Pfizer Inc. said some documents it had submitted to Europe’s top drug regulator regarding its COVID-19 vaccine had been accessed in a cyber-attack on the agency.
The U.S. drugmaker and German partner BioNTech SE said in a statement they had been told by the European Medicines Agency that some documents relating to the regulatory submission for their experimental vaccine that had been stored on the EMA server had been unlawfully accessed.
The companies said that none of their systems had been breached in connection with the incident and that they are “unaware that any study participants have been identified through the data being accessed.”
Pfizer and BioNTech said the EMA informed them that the attack would have no effect on the timing of the vaccine review. Regulators are already evaluating clinical trial data on a rolling basis, and a clearance is expected toward the end of the year.
Pfizer shares closed on Wednesday down 1.7% to $41.85 in New York.
The EMA issued a brief statement Wednesday saying that it had been attacked and had “swiftly launched a full investigation, in close cooperation with law enforcement and other relevant entities.” It declined further comment.
Moderna Inc., another U.S.-based pharmaceutical company with a comparable vaccine in development, said it hadn’t received any notification from the European regulator about a data breach.
“We are engaged with them and monitoring the situation,” a company spokesperson said. “Moderna remains highly vigilant to potential cybersecurity threats.”
Both the Pfizer-BioNTech and Moderna two-dose vaccine regimens rely on a new technology known as messenger RNA. Moderna is slightly behind Pfizer in the race to bring forth an authorized vaccine. The biotechnology company has approached the EMA for a conditional marketing authorization and is also under a rolling review. A clearance could be issued within weeks, according to the EMA.
The U.S. Food and Drug Administration, the American drug regulator, declined to say whether it had been targeted recently by hackers. “Information security and the protection of industry and public health information are among FDA’s highest priorities,” according to Stephanie Caccomo, media relations director. “The agency is always enhancing its cybersecurity strategies to ensure FDA information security systems provide adequate protection of industry data and public health information on a continual, long-term basis.”
Since the pandemic began, hackers aligned with governments including Russia and China have been accused of targeting companies and research institutions working on coronavirus research. Cybersecurity researchers at International Business Machines Corp., for instance, recently disclosed that unknown hackers, probably tied to a nation-state, were targeting companies and government agencies involved in vaccine distribution.

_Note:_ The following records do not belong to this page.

//! CLI argument definitions using clap derive macros.

use std::path::PathBuf;

use clap::{Parser, ValueEnum};

use vidscout_core::SourceKind;

/// Find a channel's videos matching a keyword string.
///
/// Vidscout resolves a channel handle and fetches candidate videos through
/// the official data API, the internal browse API or the public feed, then
/// prints them as JSON.
#[derive(Parser, Debug)]
#[command(name = "vidscout")]
#[command(author, version, about)]
pub struct Args {
    /// Increase output verbosity (-v for debug, -vv for trace)
    #[arg(short, long, action = clap::ArgAction::Count)]
    pub verbose: u8,

    /// Suppress non-error output
    #[arg(short, long)]
    pub quiet: bool,

    /// Read defaults from this config file instead of the XDG location
    #[arg(long, value_name = "PATH")]
    pub config: Option<PathBuf>,

    /// Official API key (overrides VIDSCOUT_API_KEY and the config file)
    #[arg(long, value_name = "KEY")]
    pub api_key: Option<String>,

    /// Keep only videos whose title or description mentions a keyword
    #[arg(long)]
    pub match_keywords: bool,

    /// Which upstream path to query
    #[arg(value_enum)]
    pub source: SourceArg,

    /// Channel handle, with or without the leading '@'
    pub handle: String,

    /// Keyword string; commas, periods, semicolons and pipes act as separators
    pub keywords: String,
}

/// CLI spelling of [`SourceKind`].
#[derive(ValueEnum, Debug, Clone, Copy, PartialEq, Eq)]
pub enum SourceArg {
    /// Official data API (requires an API key)
    Official,
    /// Internal browse API
    Internal,
    /// Public video feed
    Rss,
}

impl From<SourceArg> for SourceKind {
    fn from(value: SourceArg) -> Self {
        match value {
            SourceArg::Official => Self::OfficialApi,
            SourceArg::Internal => Self::InternalApi,
            SourceArg::Rss => Self::Rss,
        }
    }
}

#[cfg(test)]
mod tests {
    use super::*;

    #[test]
    fn test_cli_minimal_args_parse_successfully() {
        let args = Args::try_parse_from(["vidscout", "rss", "@chan", "vfx"]).unwrap();
        assert_eq!(args.verbose, 0);
        assert!(!args.quiet);
        assert!(!args.match_keywords);
        assert!(args.config.is_none());
        assert!(args.api_key.is_none());
        assert_eq!(args.source, SourceArg::Rss);
        assert_eq!(args.handle, "@chan");
        assert_eq!(args.keywords, "vfx");
    }

    #[test]
    fn test_cli_verbose_flag_increments_count() {
        let args = Args::try_parse_from(["vidscout", "-v", "rss", "c", "k"]).unwrap();
        assert_eq!(args.verbose, 1);

        let args = Args::try_parse_from(["vidscout", "-vv", "rss", "c", "k"]).unwrap();
        assert_eq!(args.verbose, 2);
    }

    #[test]
    fn test_cli_quiet_flag() {
        let args = Args::try_parse_from(["vidscout", "--quiet", "internal", "c", "k"]).unwrap();
        assert!(args.quiet);
        assert_eq!(args.source, SourceArg::Internal);
    }

    #[test]
    fn test_cli_options_parse() {
        let args = Args::try_parse_from([
            "vidscout",
            "--config",
            "/tmp/vidscout.toml",
            "--api-key",
            "abc",
            "--match-keywords",
            "official",
            "chan",
            "vfx, cgi",
        ])
        .unwrap();
        assert_eq!(args.config, Some(PathBuf::from("/tmp/vidscout.toml")));
        assert_eq!(args.api_key.as_deref(), Some("abc"));
        assert!(args.match_keywords);
        assert_eq!(args.keywords, "vfx, cgi");
    }

    #[test]
    fn test_cli_rejects_unknown_source() {
        let result = Args::try_parse_from(["vidscout", "scrape", "chan", "vfx"]);
        assert!(result.is_err());
    }

    #[test]
    fn test_cli_requires_keywords() {
        let result = Args::try_parse_from(["vidscout", "rss", "chan"]);
        assert!(result.is_err());
    }

    #[test]
    fn test_source_arg_maps_to_kind() {
        assert_eq!(SourceKind::from(SourceArg::Official), SourceKind::OfficialApi);
        assert_eq!(SourceKind::from(SourceArg::Internal), SourceKind::InternalApi);
        assert_eq!(SourceKind::from(SourceArg::Rss), SourceKind::Rss);
    }
}
//! Shared User-Agent string for every source client.

/// Project URL for User-Agent identification.
const PROJECT_UA_URL: &str = "https://github.com/fierce/vidscout";

/// Default User-Agent for source requests (single shared format; no per-source name in header).
#[must_use]
pub(crate) fn default_source_user_agent() -> String {
    let version = env!("CARGO_PKG_VERSION");
    format!("vidscout/{version} (video-discovery-tool; +{PROJECT_UA_URL})")
}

The hackers pretended they were from one of the world’s largest cold-chain providers, who offer the type of refrigeration necessary for certain vaccines. It wasn’t clear if the victims fell for the scam. But if they did, the credentials they stole could help an attacker “gain insight into internal communications, as well as the process, methods and plans to distribute a COVID-19 vaccine,” IBM Security said in a statement.
In addition, in November, Microsoft Corp. said hackers in Russia and North Korea had targeted seven “prominent” companies working on vaccines and treatment research. Microsoft, which didn’t identify the companies, said the majority of the attacks were blocked.
In July, the U.K., U.S. and Canadian governments accused Russian intelligence of attempting to steal private information from researchers racing to develop a vaccine. And in May, the U.S. government warned that hackers working for the Chinese government were trying to steal research on vaccines and treatments from U.S. health care, pharmaceutical and research organizations.